A case-study approach was used to assess the feasibility of the integrated performance measurement system; to critically examine the ways in which performance information can be used for performance management in police agencies; and to put forward some recommendations regarding its successful application in practice. Police stations under the Seoul Metropolitan Police Agency (SMPA) were chosen for conducting this case study.

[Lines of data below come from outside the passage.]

use crate::backend::SharedBackend;
use crate::error::{AppError, AppResult};
use crate::handlers::begin_view_request;
use crate::middleware::auth::MaybeAuthUser;
use crate::models::{Report, ReportStatus, StatusHistoryEntry, TrackedReport};
use crate::response::ApiResponse;
use crate::services::generation::RequestGenerations;
use crate::services::report::{ReportService, NO_REPORTS};
use crate::validation::ReportForm;
use axum::{extract::Query, http::HeaderMap, response::IntoResponse, Extension, Json};
use chrono::{DateTime, NaiveDate, Utc};
use serde::{Deserialize, Serialize};
use utoipa::{IntoParams, ToSchema};
use uuid::Uuid;

#[derive(Debug, Deserialize, ToSchema)]
#[serde(rename_all = "camelCase")]
pub struct CreateReportRequest {
    #[serde(flatten)]
    pub form: ReportForm,
    /// Submit without linking the report to the account
    #[serde(default)]
    pub is_anonymous: bool,
}

#[derive(Debug, Deserialize, IntoParams)]
pub struct TrackQuery {
    /// Tracking token, case-insensitive
    pub token: Option<String>,
}

#[derive(Debug, Serialize, ToSchema)]
pub struct ReportResponse {
    /// Report ID
    pub id: Uuid,
    /// Company responsible for the leak
    pub company_name: String,
    /// When the incident happened
    pub incident_date: NaiveDate,
    pub description: String,
    pub evidence_details: Option<String>,
    pub is_anonymous: bool,
    /// Only set on anonymous reports
    pub tracking_token: Option<String>,
    pub status: ReportStatus,
    /// Localized status label
    pub status_label: String,
    /// Badge tone for the status
    pub status_tone: String,
    pub created_at: DateTime<Utc>,
}

impl From<Report> for ReportResponse {
    fn from(r: Report) -> Self {
        Self {
            id: r.id,
            company_name: r.company_name,
            incident_date: r.incident_date,
            description: r.description,
            evidence_details: r.evidence_details,
            tracking_token: if r.is_anonymous { r.tracking_token } else { None },
            is_anonymous: r.is_anonymous,
            status: r.status,
            status_label: r.status.label().to_string(),
            status_tone: r.status.tone().to_string(),
            created_at: r.created_at,
        }
    }
}

#[derive(Debug, Serialize, ToSchema)]
pub struct StatusHistoryResponse {
    pub status: ReportStatus,
    pub status_label: String,
    /// Investigator notes
    pub notes: Option<String>,
    pub created_at: DateTime<Utc>,
}

impl From<StatusHistoryEntry> for StatusHistoryResponse {
    fn from(h: StatusHistoryEntry) -> Self {
        Self {
            status: h.status,
            status_label: h.status.label().to_string(),
            notes: h.notes,
            created_at: h.created_at,
        }
    }
}

#[derive(Debug, Serialize, ToSchema)]
pub struct TrackedReportResponse {
    pub report: ReportResponse,
    /// Oldest first
    pub history: Vec<StatusHistoryResponse>,
}

impl From<TrackedReport> for TrackedReportResponse {
    fn from(t: TrackedReport) -> Self {
        Self {
            report: ReportResponse::from(t.report),
            history: t
                .report_status_history
                .into_iter()
                .map(StatusHistoryResponse::from)
                .collect(),
        }
    }
}

#[derive(Debug, Serialize, ToSchema)]
pub struct SubmissionResponse {
    pub report: ReportResponse,
    /// The only way to follow an anonymous report; shown once
    pub tracking_token: Option<String>,
    pub notice: Option<String>,
    /// Where the front-end goes next
    pub redirect: String,
}

#[derive(Debug, Serialize, ToSchema)]
pub struct ReportListResponse {
    /// Newest first
    pub reports: Vec<ReportResponse>,
    /// Text for the empty state
    pub empty_message: Option<String>,
}

#[utoipa::path(
    post,
    path = "/api/v1/reports",
    request_body = CreateReportRequest,
    params(
        ("X-View-Id" = Option<String>, Header, description = "Identifies the submitting view; a newer request from the same view supersedes this one"),
    ),
    responses(
        (status = 200, description = "Report submitted", body = SubmissionResponse),
        (status = 400, description = "Validation error", body = AppError),
        (status = 409, description = "Superseded by a newer request", body = AppError),
        (status = 502, description = "Backend unavailable", body = AppError),
    ),
    tag = "reports"
)]
pub async fn create_report(
    Extension(backend): Extension<SharedBackend>,
    Extension(generations): Extension<RequestGenerations>,
    MaybeAuthUser(caller): MaybeAuthUser,
    headers: HeaderMap,
    Json(payload): Json<CreateReportRequest>,
) -> AppResult<impl IntoResponse> {
    let ticket = begin_view_request(&headers, &generations);

    let service = ReportService::new(backend);
    let outcome = service
        .submit(
            caller.as_ref(),
            &payload.form,
            payload.is_anonymous,
            ticket.as_ref(),
        )
        .await?;

    let message = outcome.message.to_string();
    let response = SubmissionResponse {
        report: ReportResponse::from(outcome.report),
        tracking_token: outcome.tracking_token,
        notice: outcome.notice.map(str::to_string),
        redirect: outcome.redirect.path().to_string(),
    };

    Ok(ApiResponse::with_message(response, message))
}

#[utoipa::path(
    get,
    path = "/api/v1/reports/mine",
    security(("jwt_token" = [])),
    params(
        ("X-View-Id" = Option<String>, Header, description = "Identifies the requesting view"),
    ),
    responses(
        (status = 200, description = "The caller's reports", body = ReportListResponse),
        (status = 409, description = "Superseded by a newer request", body = AppError),
    ),
    tag = "reports"
)]
pub async fn list_my_reports(
    Extension(backend): Extension<SharedBackend>,
    Extension(generations): Extension<RequestGenerations>,
    MaybeAuthUser(caller): MaybeAuthUser,
    headers: HeaderMap,
) -> AppResult<impl IntoResponse> {
    let ticket = begin_view_request(&headers, &generations);

    let service = ReportService::new(backend);
    let reports = service.list_for_owner(caller.as_ref()).await;

    if ticket.as_ref().is_some_and(|t| !t.is_current()) {
        return Err(AppError::Stale);
    }

    let empty_message = reports.is_empty().then(|| NO_REPORTS.to_string());
    Ok(ApiResponse::ok(ReportListResponse {
        reports: reports.into_iter().map(ReportResponse::from).collect(),
        empty_message,
    }))
}

#[utoipa::path(
    get,
    path = "/api/v1/reports/track",
    params(
        TrackQuery,
        ("X-View-Id" = Option<String>, Header, description = "Identifies the requesting view"),
    ),
    responses(
        (status = 200, description = "Report and its status history", body = TrackedReportResponse),
        (status = 404, description = "Token not found", body = AppError),
        (status = 409, description = "Superseded by a newer request", body = AppError),
    ),
    tag = "reports"
)]
pub async fn track_report(
    Extension(backend): Extension<SharedBackend>,
    Extension(generations): Extension<RequestGenerations>,
    headers: HeaderMap,
    Query(query): Query<TrackQuery>,
) -> AppResult<impl IntoResponse> {
    let ticket = begin_view_request(&headers, &generations);

    let service = ReportService::new(backend);
    let result = service.track(query.token.as_deref().unwrap_or_default()).await;

    if ticket.as_ref().is_some_and(|t| !t.is_current()) {
        return Err(AppError::Stale);
    }

    Ok(ApiResponse::ok(TrackedReportResponse::from(result?)))
}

The Dynamic-Network (DN) DEA, with assumptions of input-orientation, variable returns-to-scale (VRS), and slack-based measure (SBM), was run to estimate the proposed police performance measurement model. The DN DEA presented the overall performance over the entire observed period as well as dynamic changes of the perspective-period performance. The DN DEA also presents the practical ways in which inefficient police stations become more efficient by reporting the specific benchmarking objects and the target input and output levels for the inefficient police stations. When network and dynamic dimensions, derived from the BSC, are incorporated in a DNDEA model, a more comprehensive information can be obtained and thus enables accurate estimate of organizational performance as well as identify potential improvements in more detail.